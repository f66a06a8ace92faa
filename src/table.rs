//! # Name interning
//!
//! Hash tables that map names to dense ids and detect duplicate declarations. Three instances are
//! used per load: one for row names, one for column names, and one keyed by the (column, row) name
//! pair to guard against repeated coefficients.
//!
//! A table is sized once, from an empirical estimate, to a prime bucket count and is never
//! resized. Lookups stay O(1) expected without any rehashing cost, which pays off because the
//! relevant counts are known before the detailed parse starts.

/// Smallest prime above each multiple of 1000, up to one million.
///
/// Bucket counts are drawn from this table, so the requested capacity only fixes an index here.
#[rustfmt::skip]
const PRIME_SIZES: [usize; 1000] = [
    1009, 2003, 3001, 4001, 5003, 6007, 7001, 8009,
    9001, 10007, 11003, 12007, 13001, 14009, 15013, 16001,
    17011, 18013, 19001, 20011, 21001, 22003, 23003, 24001,
    25013, 26003, 27011, 28001, 29009, 30011, 31013, 32003,
    33013, 34019, 35023, 36007, 37003, 38011, 39019, 40009,
    41011, 42013, 43003, 44017, 45007, 46021, 47017, 48017,
    49003, 50021, 51001, 52009, 53003, 54001, 55001, 56003,
    57037, 58013, 59009, 60013, 61001, 62003, 63029, 64007,
    65003, 66029, 67003, 68023, 69001, 70001, 71011, 72019,
    73009, 74017, 75011, 76001, 77003, 78007, 79031, 80021,
    81001, 82003, 83003, 84011, 85009, 86011, 87011, 88001,
    89003, 90001, 91009, 92003, 93001, 94007, 95003, 96001,
    97001, 98009, 99013, 100003, 101009, 102001, 103001, 104003,
    105019, 106013, 107021, 108007, 109001, 110017, 111029, 112019,
    113011, 114001, 115001, 116009, 117017, 118033, 119027, 120011,
    121001, 122011, 123001, 124001, 125003, 126001, 127031, 128021,
    129001, 130003, 131009, 132001, 133013, 134033, 135007, 136013,
    137029, 138007, 139021, 140009, 141023, 142007, 143053, 144013,
    145007, 146009, 147011, 148013, 149011, 150001, 151007, 152003,
    153001, 154001, 155003, 156007, 157007, 158003, 159013, 160001,
    161009, 162007, 163003, 164011, 165001, 166013, 167009, 168013,
    169003, 170003, 171007, 172001, 173021, 174007, 175003, 176017,
    177007, 178001, 179021, 180001, 181001, 182009, 183023, 184003,
    185021, 186007, 187003, 188011, 189011, 190027, 191021, 192007,
    193003, 194003, 195023, 196003, 197003, 198013, 199021, 200003,
    201007, 202001, 203011, 204007, 205019, 206009, 207013, 208001,
    209021, 210011, 211007, 212029, 213019, 214003, 215051, 216023,
    217001, 218003, 219001, 220009, 221021, 222007, 223007, 224011,
    225023, 226001, 227011, 228013, 229003, 230003, 231001, 232003,
    233021, 234007, 235003, 236017, 237011, 238001, 239017, 240007,
    241013, 242009, 243011, 244003, 245023, 246011, 247001, 248021,
    249017, 250007, 251003, 252001, 253003, 254003, 255007, 256019,
    257003, 258019, 259001, 260003, 261011, 262007, 263009, 264007,
    265003, 266003, 267017, 268003, 269023, 270001, 271003, 272003,
    273001, 274007, 275003, 276007, 277003, 278017, 279001, 280001,
    281023, 282001, 283001, 284003, 285007, 286001, 287003, 288007,
    289001, 290011, 291007, 292021, 293021, 294001, 295007, 296011,
    297019, 298013, 299011, 300007, 301013, 302009, 303007, 304009,
    305017, 306011, 307009, 308003, 309007, 310019, 311009, 312007,
    313003, 314003, 315011, 316003, 317003, 318001, 319001, 320009,
    321007, 322001, 323003, 324011, 325001, 326023, 327001, 328007,
    329009, 330017, 331013, 332009, 333019, 334021, 335009, 336029,
    337013, 338017, 339023, 340007, 341017, 342037, 343019, 344017,
    345001, 346013, 347003, 348001, 349007, 350003, 351011, 352007,
    353011, 354001, 355007, 356023, 357031, 358031, 359003, 360007,
    361001, 362003, 363017, 364027, 365003, 366001, 367001, 368021,
    369007, 370003, 371027, 372013, 373003, 374009, 375017, 376001,
    377011, 378011, 379007, 380041, 381001, 382001, 383011, 384001,
    385001, 386017, 387007, 388009, 389003, 390001, 391009, 392011,
    393007, 394007, 395023, 396001, 397013, 398011, 399023, 400009,
    401017, 402023, 403001, 404009, 405001, 406013, 407023, 408011,
    409007, 410009, 411001, 412001, 413009, 414013, 415013, 416011,
    417007, 418007, 419047, 420001, 421009, 422029, 423001, 424001,
    425003, 426007, 427001, 428003, 429007, 430007, 431017, 432001,
    433003, 434009, 435037, 436003, 437011, 438001, 439007, 440009,
    441011, 442003, 443011, 444001, 445001, 446003, 447001, 448003,
    449003, 450001, 451013, 452009, 453023, 454009, 455003, 456007,
    457001, 458009, 459007, 460013, 461009, 462013, 463003, 464003,
    465007, 466009, 467003, 468001, 469009, 470021, 471007, 472019,
    473009, 474017, 475037, 476009, 477011, 478001, 479023, 480013,
    481001, 482017, 483017, 484019, 485021, 486023, 487007, 488003,
    489001, 490001, 491003, 492007, 493001, 494023, 495017, 496007,
    497011, 498013, 499021, 500009, 501001, 502001, 503003, 504001,
    505027, 506047, 507029, 508009, 509023, 510007, 511001, 512009,
    513001, 514001, 515041, 516017, 517003, 518017, 519011, 520019,
    521009, 522017, 523007, 524047, 525001, 526027, 527053, 528001,
    529003, 530017, 531017, 532001, 533003, 534007, 535013, 536017,
    537001, 538001, 539003, 540041, 541001, 542021, 543017, 544001,
    545023, 546001, 547007, 548003, 549001, 550007, 551003, 552001,
    553013, 554003, 555029, 556007, 557017, 558007, 559001, 560017,
    561019, 562007, 563009, 564013, 565013, 566011, 567011, 568019,
    569003, 570001, 571001, 572023, 573007, 574003, 575009, 576001,
    577007, 578021, 579011, 580001, 581029, 582011, 583007, 584011,
    585019, 586009, 587017, 588011, 589021, 590021, 591023, 592019,
    593003, 594023, 595003, 596009, 597031, 598007, 599003, 600011,
    601021, 602029, 603011, 604001, 605009, 606017, 607001, 608011,
    609043, 610031, 611011, 612011, 613007, 614041, 615019, 616003,
    617011, 618029, 619007, 620003, 621007, 622009, 623003, 624007,
    625007, 626009, 627017, 628013, 629003, 630017, 631003, 632029,
    633001, 634003, 635003, 636017, 637001, 638023, 639007, 640007,
    641051, 642011, 643009, 644009, 645011, 646003, 647011, 648007,
    649001, 650011, 651017, 652019, 653033, 654001, 655001, 656023,
    657017, 658001, 659011, 660001, 661009, 662003, 663001, 664009,
    665011, 666013, 667013, 668009, 669023, 670001, 671003, 672019,
    673019, 674017, 675029, 676007, 677011, 678023, 679033, 680003,
    681001, 682001, 683003, 684007, 685001, 686003, 687007, 688003,
    689021, 690037, 691001, 692009, 693019, 694019, 695003, 696019,
    697009, 698017, 699001, 700001, 701009, 702007, 703013, 704003,
    705011, 706001, 707011, 708007, 709043, 710009, 711001, 712007,
    713021, 714029, 715019, 716003, 717001, 718007, 719009, 720007,
    721003, 722011, 723029, 724001, 725009, 726007, 727003, 728003,
    729019, 730003, 731033, 732023, 733003, 734003, 735001, 736007,
    737017, 738011, 739003, 740011, 741001, 742009, 743027, 744019,
    745001, 746017, 747037, 748003, 749011, 750019, 751001, 752009,
    753001, 754003, 755009, 756011, 757019, 758003, 759001, 760007,
    761003, 762001, 763001, 764003, 765007, 766021, 767017, 768013,
    769003, 770027, 771011, 772001, 773021, 774001, 775007, 776003,
    777001, 778013, 779003, 780029, 781003, 782003, 783007, 784009,
    785003, 786001, 787021, 788009, 789001, 790003, 791003, 792023,
    793043, 794009, 795001, 796001, 797003, 798023, 799003, 800011,
    801001, 802007, 803027, 804007, 805019, 806009, 807011, 808019,
    809023, 810013, 811037, 812011, 813013, 814003, 815029, 816019,
    817013, 818011, 819001, 820037, 821003, 822007, 823001, 824017,
    825001, 826019, 827009, 828007, 829001, 830003, 831023, 832003,
    833009, 834007, 835001, 836047, 837017, 838003, 839009, 840023,
    841003, 842003, 843043, 844001, 845003, 846037, 847009, 848017,
    849019, 850009, 851009, 852011, 853007, 854017, 855031, 856021,
    857009, 858001, 859003, 860009, 861001, 862009, 863003, 864007,
    865001, 866003, 867001, 868019, 869017, 870007, 871001, 872017,
    873017, 874001, 875011, 876011, 877003, 878011, 879001, 880001,
    881003, 882017, 883013, 884003, 885023, 886007, 887017, 888001,
    889001, 890003, 891001, 892019, 893003, 894011, 895003, 896003,
    897007, 898013, 899009, 900001, 901007, 902009, 903017, 904019,
    905011, 906007, 907019, 908003, 909019, 910003, 911003, 912007,
    913013, 914021, 915007, 916031, 917003, 918011, 919013, 920011,
    921001, 922021, 923017, 924019, 925019, 926017, 927001, 928001,
    929003, 930011, 931003, 932003, 933001, 934001, 935003, 936007,
    937003, 938017, 939007, 940001, 941009, 942013, 943003, 944003,
    945031, 946003, 947027, 948007, 949001, 950009, 951001, 952001,
    953023, 954001, 955037, 956003, 957031, 958007, 959009, 960017,
    961003, 962009, 963019, 964009, 965023, 966011, 967003, 968003,
    969011, 970027, 971021, 972001, 973001, 974003, 975011, 976009,
    977021, 978001, 979001, 980027, 981011, 982021, 983063, 984007,
    985003, 986023, 987013, 988007, 989011, 990001, 991009, 992011,
    993001, 994013, 995009, 996001, 997001, 998009, 999007, 1000003,
];

/// Capacity hints below this always get the smallest prime.
const MIN_CAPACITY: usize = 500;
/// Capacity hints above this always get the largest prime.
const MAX_CAPACITY: usize = 500_000;

/// Map a capacity hint to a bucket count.
///
/// The hint is doubled, clamped to the table's range and rounded up to the next table entry.
fn bucket_count(capacity_hint: usize) -> usize {
    if capacity_hint < MIN_CAPACITY {
        return PRIME_SIZES[0];
    }
    if capacity_hint > MAX_CAPACITY {
        return PRIME_SIZES[PRIME_SIZES.len() - 1];
    }

    let doubled = 2 * capacity_hint;
    PRIME_SIZES[(doubled - 1) / 1000]
}

/// A 4-bit rotating hash over the concatenation of two strings.
///
/// After every byte the top nibble of the low 32 bits is folded back and cleared. Deterministic
/// and fast over short ASCII names; not cryptographic.
fn hash(first: &str, second: &str) -> u64 {
    let mut value: u64 = 0;
    for &byte in first.as_bytes().iter().chain(second.as_bytes()) {
        value = (value << 4).wrapping_add(u64::from(byte));
        let top_nibble = value & 0xF000_0000;
        if top_nibble != 0 {
            value ^= top_nibble >> 24;
            value &= !top_nibble;
        }
    }

    value
}

/// An interned name with its assigned id and the line it was declared on.
#[derive(Debug)]
struct Entry {
    first: String,
    second: String,
    id: usize,
    line: u64,
}

/// Maps names to dense ids, rejecting duplicates.
///
/// The second key string is empty except in the element table, where the key is the
/// (column, row) name pair.
#[derive(Debug)]
pub(crate) struct NameTable {
    buckets: Vec<Vec<Entry>>,
    len: usize,
}

impl NameTable {
    /// Create a table sized for roughly `capacity_hint` names.
    pub fn with_capacity(capacity_hint: usize) -> Self {
        Self {
            buckets: (0..bucket_count(capacity_hint)).map(|_| Vec::new()).collect(),
            len: 0,
        }
    }

    /// Intern `name` under `id`.
    ///
    /// # Errors
    ///
    /// If the name is already present, the line number of the original declaration.
    pub fn insert(&mut self, id: usize, line: u64, name: &str) -> Result<(), u64> {
        self.insert_pair(id, line, name, "")
    }

    /// Intern a two-part key under `id`.
    ///
    /// # Errors
    ///
    /// If the key is already present, the line number of the original declaration.
    pub fn insert_pair(&mut self, id: usize, line: u64, first: &str, second: &str) -> Result<(), u64> {
        let bucket = self.bucket_of(first, second);
        if let Some(existing) = self.buckets[bucket].iter()
            .find(|entry| entry.first == first && entry.second == second) {
            return Err(existing.line);
        }

        self.buckets[bucket].push(Entry {
            first: first.to_string(),
            second: second.to_string(),
            id,
            line,
        });
        self.len += 1;

        Ok(())
    }

    /// Look up the id assigned to `name`. Never fails; absence is the caller's decision to judge.
    pub fn get(&self, name: &str) -> Option<usize> {
        self.get_pair(name, "")
    }

    /// Look up the id assigned to a two-part key.
    pub fn get_pair(&self, first: &str, second: &str) -> Option<usize> {
        self.buckets[self.bucket_of(first, second)].iter()
            .find(|entry| entry.first == first && entry.second == second)
            .map(|entry| entry.id)
    }

    /// Number of interned names.
    pub fn len(&self) -> usize {
        self.len
    }

    fn bucket_of(&self, first: &str, second: &str) -> usize {
        (hash(first, second) % self.buckets.len() as u64) as usize
    }
}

----

• Task goal: Copy each line from the data that features the string "iter".

• Response for this exercise:
    for &byte in first.as_bytes().iter().chain(second.as_bytes()) {
        if let Some(existing) = self.buckets[bucket].iter()
        self.buckets[self.bucket_of(first, second)].iter()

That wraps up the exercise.